One thing to consider if you are choosing between the Nikkor and the Sigma is that the zoom ring on the Sigma works in the opposite direction to the Nikkor. It is only a small thing, but I find it a bit of a pain.
Any thought on the Tamron 18-400mm for a Tanzania safari? Would the image quality suffer compared to something like the Tamron 100-400mm? I love the focal range but worry that maybe the images won’t be sharp. I don’t have a huge budget and am trying to decide b/w the 2 above mentioned lenses. I have a crop sensor Canon 77d. I also own a 10-18mm canon lens a 50mm canon lens, and the 55-250mm canon.
Any advice appreciated.
From the reviews I have read, the image quality from the Tamron 18-400 is not great.
You mention that you are trying to decide between the 18-400 & the 100-400, yet you already have a Canon 55-250mm lens. Wouldn’t it make more sense to go for a lens that does not overlap so much with what you’ve already got?

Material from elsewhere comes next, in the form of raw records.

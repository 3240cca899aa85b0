//! # Configuration Management Module
//!
//! Questo modulo gestisce tutta la configurazione dell'ottimizzatore video.
//!
//! ## Responsabilità:
//! - Definisce la struct `Config` con tutti i parametri di ottimizzazione
//! - Fornisce validazione dei parametri di input
//! - Supporta caricamento/salvataggio configurazione da/verso file JSON
//! - Fornisce valori di default sensati per tutti i parametri
//!
//! ## Parametri di configurazione:
//! - `output_dir`: Directory dei file generati (default: `~/.video-optimizer`)
//! - `video_bitrate`: Bitrate video target in bit/s (default: 750000)
//! - `max_short_side`: Lato corto di riferimento per il fattore di scala (default: 360)
//! - `video_codec`: Codec video passato a ffmpeg (default: "mpeg4")
//! - `preview_quality`: Qualità JPEG dell'anteprima (1-100, default: 90)
//! - `progress_interval_ms`: Intervallo della callback di progresso (default: 1000)
//! - `sampler_delay_ms`: Ritardo del primo campionamento statistiche (default: 2000)
//! - `sampler_interval_ms`: Intervallo di campionamento statistiche (default: 1000)
//! - `json_output`: Output JSON per uso programmatico (default: false)
//!
//! ## Esempio:
//! ```rust,ignore
//! let config = Config {
//!     video_bitrate: 1_000_000,
//!     ..Default::default()
//! };
//! config.validate()?;
//! ```

use anyhow::Result;
use serde::{Deserialize, Serialize};
use std::path::{Path, PathBuf};
use std::time::Duration;

/// Configuration for video optimization
#[derive(Debug, Clone, Serialize, Deserialize)]
#[serde(default)]
pub struct Config {
    /// Directory where optimized videos and previews are written
    pub output_dir: PathBuf,
    /// Target video bitrate (bits/s)
    pub video_bitrate: u32,
    /// The shorter video side is divided by an integer factor towards this size
    pub max_short_side: u32,
    /// Video codec used by the transcoding engine
    pub video_codec: String,
    /// JPEG quality of the preview frame (1-100)
    pub preview_quality: u8,
    /// How often the caller's progress callback fires
    pub progress_interval_ms: u64,
    /// Delay before the first engine statistics sample
    pub sampler_delay_ms: u64,
    /// Interval between engine statistics samples
    pub sampler_interval_ms: u64,
    /// Output progress and status as JSON for programmatic use
    pub json_output: bool,
}

impl Default for Config {
    fn default() -> Self {
        Self {
            output_dir: default_output_dir(),
            video_bitrate: 750_000,
            max_short_side: 360,
            video_codec: "mpeg4".to_string(),
            preview_quality: 90,
            progress_interval_ms: 1000,
            sampler_delay_ms: 2000,
            sampler_interval_ms: 1000,
            json_output: false,
        }
    }
}

fn default_output_dir() -> PathBuf {
    dirs::home_dir()
        .map(|home| home.join(".video-optimizer"))
        .unwrap_or_else(|| std::env::temp_dir().join("video-optimizer"))
}

impl Config {
    /// Validate configuration parameters
    pub fn validate(&self) -> Result<()> {
        if self.video_bitrate == 0 {
            return Err(anyhow::anyhow!("Video bitrate must be greater than 0"));
        }

        if self.max_short_side == 0 {
            return Err(anyhow::anyhow!("Max short side must be greater than 0"));
        }

        if self.video_codec.trim().is_empty() {
            return Err(anyhow::anyhow!("Video codec must not be empty"));
        }

        if self.preview_quality == 0 || self.preview_quality > 100 {
            return Err(anyhow::anyhow!("Preview quality must be between 1 and 100"));
        }

        if self.progress_interval_ms == 0 || self.sampler_interval_ms == 0 {
            return Err(anyhow::anyhow!("Timer intervals must be greater than 0"));
        }

        if self.output_dir.exists() && !self.output_dir.is_dir() {
            return Err(anyhow::anyhow!("Output path is not a directory: {}", self.output_dir.display()));
        }

        Ok(())
    }

    pub fn progress_interval(&self) -> Duration {
        Duration::from_millis(self.progress_interval_ms)
    }

    pub fn sampler_delay(&self) -> Duration {
        Duration::from_millis(self.sampler_delay_ms)
    }

    pub fn sampler_interval(&self) -> Duration {
        Duration::from_millis(self.sampler_interval_ms)
    }

    /// Load configuration from file
    pub async fn from_file(path: &Path) -> Result<Self> {
        if !path.exists() {
            return Ok(Self::default());
        }

        let content = tokio::fs::read_to_string(path).await?;
        let config: Config = serde_json::from_str(&content)?;
        config.validate()?;
        Ok(config)
    }

    /// Save configuration to file
    pub async fn save_to_file(&self, path: &Path) -> Result<()> {
        let content = serde_json::to_string_pretty(self)?;
        tokio::fs::write(path, content).await?;
        Ok(())
    }
}

#[cfg(test)]
mod tests {
    use super::*;
    use tempfile::TempDir;

    #[test]
    fn test_config_validation() {
        let mut config = Config::default();
        assert!(config.validate().is_ok());

        config.video_bitrate = 0;
        assert!(config.validate().is_err());

        config.video_bitrate = 750_000;
        config.preview_quality = 101;
        assert!(config.validate().is_err());

        config.preview_quality = 90;
        config.progress_interval_ms = 0;
        assert!(config.validate().is_err());

        config.progress_interval_ms = 1000;
        config.max_short_side = 0;
        assert!(config.validate().is_err());
    }

    #[test]
    fn test_output_dir_must_be_a_directory() {
        let temp_dir = TempDir::new().unwrap();
        let file = temp_dir.path().join("not-a-dir");
        std::fs::write(&file, b"x").unwrap();

        let config = Config {
            output_dir: file,
            ..Default::default()
        };
        assert!(config.validate().is_err());
    }

    #[test]
    fn test_config_default() {
        let config = Config::default();
        assert_eq!(config.video_bitrate, 750_000);
        assert_eq!(config.max_short_side, 360);
        assert_eq!(config.video_codec, "mpeg4");
        assert_eq!(config.preview_quality, 90);
        assert_eq!(config.progress_interval(), Duration::from_secs(1));
        assert_eq!(config.sampler_delay(), Duration::from_secs(2));
        assert!(!config.json_output);
    }

    #[tokio::test]
    async fn test_config_save_load() {
        let temp_dir = TempDir::new().unwrap();
        let config_path = temp_dir.path().join("config.json");

        let original_config = Config {
            output_dir: temp_dir.path().to_path_buf(),
            video_bitrate: 1_200_000,
            video_codec: "libx264".to_string(),
            sampler_interval_ms: 500,
            ..Default::default()
        };

        original_config.save_to_file(&config_path).await.unwrap();
        let loaded_config = Config::from_file(&config_path).await.unwrap();

        assert_eq!(loaded_config.output_dir, temp_dir.path());
        assert_eq!(loaded_config.video_bitrate, 1_200_000);
        assert_eq!(loaded_config.video_codec, "libx264");
        assert_eq!(loaded_config.sampler_interval_ms, 500);
        assert_eq!(loaded_config.max_short_side, 360);
    }

    #[tokio::test]
    async fn test_missing_config_file_falls_back_to_default() {
        let temp_dir = TempDir::new().unwrap();
        let config = Config::from_file(&temp_dir.path().join("missing.json")).await.unwrap();
        assert_eq!(config.video_bitrate, 750_000);
    }

    #[tokio::test]
    async fn test_partial_config_file_uses_defaults() {
        let temp_dir = TempDir::new().unwrap();
        let config_path = temp_dir.path().join("partial.json");
        tokio::fs::write(&config_path, r#"{ "video_bitrate": 500000 }"#).await.unwrap();

        let config = Config::from_file(&config_path).await.unwrap();
        assert_eq!(config.video_bitrate, 500_000);
        assert_eq!(config.preview_quality, 90);
    }
}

Both Tamron & Sigma make very good 150-600mm lenses. They are pretty much on a par with each other in terms of image quality but for ease of use the Sigma is more closely aligned to Canon as the zoom & focusing rings operate in the same direction.
Price wise they are very reasonable. At the moment the Sigma costs just £100 more than the 18-400mm Tamron.

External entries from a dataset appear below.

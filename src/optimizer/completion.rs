//! # Completion Context Module
//!
//! Contesto di esecuzione delle callback del chiamante.
//! Il lavoro pesante gira su un worker bloccante, ma le notifiche
//! (progresso, completamento, errore) vengono rimesse in coda qui, così il
//! codice del chiamante gira sempre nello stesso contesto seriale.
//!
//! Una callback che va in panic viene isolata solo quando il crate è
//! compilato con `panic = "unwind"`: col profilo release (`panic = "abort"`)
//! il processo termina.

use std::panic::{catch_unwind, AssertUnwindSafe};
use std::sync::Arc;
use tokio::runtime::Handle;
use tokio::sync::mpsc;
use tracing::{error, warn};

/// Unit of work handed to a completion context
pub type Task = Box<dyn FnOnce() + Send + 'static>;

/// Where caller-facing callbacks are executed
pub trait CompletionContext: Send + Sync {
    fn execute(&self, task: Task);
}

/// Runs tasks one at a time, in submission order, on a dedicated tokio task
pub struct SerialQueue {
    sender: mpsc::UnboundedSender<Task>,
}

impl SerialQueue {
    /// Start the draining task on `runtime`
    pub fn spawn(runtime: &Handle) -> Arc<Self> {
        let (sender, mut receiver) = mpsc::unbounded_channel::<Task>();

        runtime.spawn(async move {
            while let Some(task) = receiver.recv().await {
                if catch_unwind(AssertUnwindSafe(task)).is_err() {
                    error!("A completion callback panicked");
                }
            }
        });

        Arc::new(Self { sender })
    }
}

impl CompletionContext for SerialQueue {
    fn execute(&self, task: Task) {
        if self.sender.send(task).is_err() {
            warn!("Completion queue is closed, dropping callback");
        }
    }
}

/// Runs tasks immediately on the calling thread
#[derive(Debug, Default, Clone, Copy)]
pub struct InlineContext;

impl CompletionContext for InlineContext {
    fn execute(&self, task: Task) {
        task();
    }
}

I have a Nikon 55-200mm f/4-5.6G ED IF AF-S DX VR. Any thoughts or recommendations?
I was thinking of trading it for the 70-300mm at least (80-400mm is very expensive), but I am not sure it will be worth or if I should just use the one have (55-200) to take any descent picture during the safari.

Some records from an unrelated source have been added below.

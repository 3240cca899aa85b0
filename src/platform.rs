//! # Platform-specific utilities
//!
//! Questo modulo centralizza la logica cross-platform per i tool esterni
//! (ffmpeg, ffprobe) e fornisce il controllo di capacità usato per decidere
//! se l'ottimizzazione video è supportata sulla piattaforma corrente.

use crate::tool_resolver::{ToolPathResolver, REQUIRED_TOOLS};
use std::collections::HashMap;
use std::path::PathBuf;
use std::sync::OnceLock;

/// Platform-specific command manager with tool resolution
pub struct PlatformCommands {
    commands: HashMap<&'static str, &'static str>,
    which_command: &'static str,
    tool_resolver: ToolPathResolver,
}

impl PlatformCommands {
    /// Get the singleton instance
    pub fn instance() -> &'static Self {
        static INSTANCE: OnceLock<PlatformCommands> = OnceLock::new();
        INSTANCE.get_or_init(Self::new)
    }

    fn new() -> Self {
        let mut commands = HashMap::new();
        let which_command = if cfg!(windows) {
            commands.insert("ffmpeg", "ffmpeg.exe");
            commands.insert("ffprobe", "ffprobe.exe");
            "where"
        } else {
            commands.insert("ffmpeg", "ffmpeg");
            commands.insert("ffprobe", "ffprobe");
            "which"
        };

        Self {
            commands,
            which_command,
            tool_resolver: ToolPathResolver::new(),
        }
    }

    /// Get the platform-specific command name
    pub fn get_command<'a>(&self, base_name: &'a str) -> &'a str {
        self.commands.get(base_name).copied().unwrap_or(base_name)
    }

    /// Resolved program to execute: bundled/system path if found, bare command name otherwise
    pub fn program(&self, base_name: &str) -> PathBuf {
        self.tool_resolver
            .resolve_tool(base_name)
            .unwrap_or_else(|| PathBuf::from(self.get_command(base_name)))
    }

    /// Synchronous capability probe: every required tool resolves
    pub fn is_supported(&self) -> bool {
        REQUIRED_TOOLS.iter().all(|tool| self.tool_resolver.is_tool_available(tool))
    }

    /// Check if a command is available on the system or bundled
    pub async fn is_command_available(&self, base_name: &str) -> bool {
        if self.tool_resolver.is_tool_available(base_name) {
            return true;
        }

        // Fallback to traditional which/where command
        let result = tokio::process::Command::new(self.which_command)
            .arg(self.get_command(base_name))
            .output()
            .await;

        match result {
            Ok(output) => output.status.success(),
            Err(_) => false,
        }
    }

    /// Get a report of all required tools
    pub fn get_tools_report(&self) -> String {
        format!("{}\nSystem: {}\n", self.tool_resolver.get_tools_report(), Self::system_info())
    }

    /// Get system information for debugging
    pub fn system_info() -> SystemInfo {
        SystemInfo {
            os: std::env::consts::OS,
            arch: std::env::consts::ARCH,
            family: std::env::consts::FAMILY,
        }
    }
}

/// System information structure
#[derive(Debug, Clone)]
pub struct SystemInfo {
    pub os: &'static str,
    pub arch: &'static str,
    pub family: &'static str,
}

impl std::fmt::Display for SystemInfo {
    fn fmt(&self, f: &mut std::fmt::Formatter<'_>) -> std::fmt::Result {
        write!(f, "{} {} ({})", self.os, self.arch, self.family)
    }
}
//! # Optimizer Module
//!
//! Modulo che separa le responsabilità dell'ottimizzazione in sottomoduli:
//! - `video_optimizer`: Orchestratore single-flight
//! - `callback_registry`: Callback terminali per job, consegnate una sola volta
//! - `completion`: Contesto di esecuzione delle callback del chiamante
//! - `path_allocator`: Path di output univoci basati su timestamp
//! - `progress_tracker`: Percentuale di avanzamento condivisa
//! - `timers`: Poller del progresso e campionatore delle statistiche

pub mod callback_registry;
pub mod completion;
pub mod path_allocator;
pub mod progress_tracker;
pub mod timers;
pub mod video_optimizer;

pub use callback_registry::{CallbackRegistry, JobKey};
pub use completion::{CompletionContext, InlineContext, SerialQueue};
pub use path_allocator::{Clock, PathAllocator, SystemClock};
pub use progress_tracker::ProgressTracker;
pub use video_optimizer::{JobStatus, VideoOptimizer};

I will really appreciate any recommendation.
It is certainly true that using a DX camera, the 70-300mm lens will add 150mm to your reach. The 70-300mm is fine lens and if I was starting from scratch, I would probably choose it in preference to the 55-200mm.
I guess the most important thing to consider is exactly what you will be photographing. For most wildlife, other than birds, a 200mm lens is long enough to get good results. And, in truth, if you are hoping to photograph birds then you will probably want a longer lens than 300mm.
Probably a more sensible option would be to try and find a lens that can be combined with your existing lens to give a much wider focal range, like a 100-400mm lens (like the Tamron 100-400mm f/4.5-6.3 Di VC USD) or a 150-600mm (like the Sigma 150-600mm f/5-6.3 DG OS HSM | C) lens.
I appreciate that these are a more expensive option than the 70-300mm, but they will serve you better in the long run and you can probably find some great bargains if you are happy to buy a previously owned one.
I hope this helps,
I have a similar combination of 3 lenses I plan on to take on safari to use on a Nikon Z7, specifically 24-70mm F4, 70-200mm F4, and 200-500mm F5.6. In retrospect I feel like I probably should have gotten the 80-400mm F4-5.6. Now I think the only way I can be prepared is to have a second camera body otherwise I’m unlikely to have the right focal length at the right time. Any thoughts?
Whilst it would definitely be advantageous to have a second body, it will not necessarily be a problem.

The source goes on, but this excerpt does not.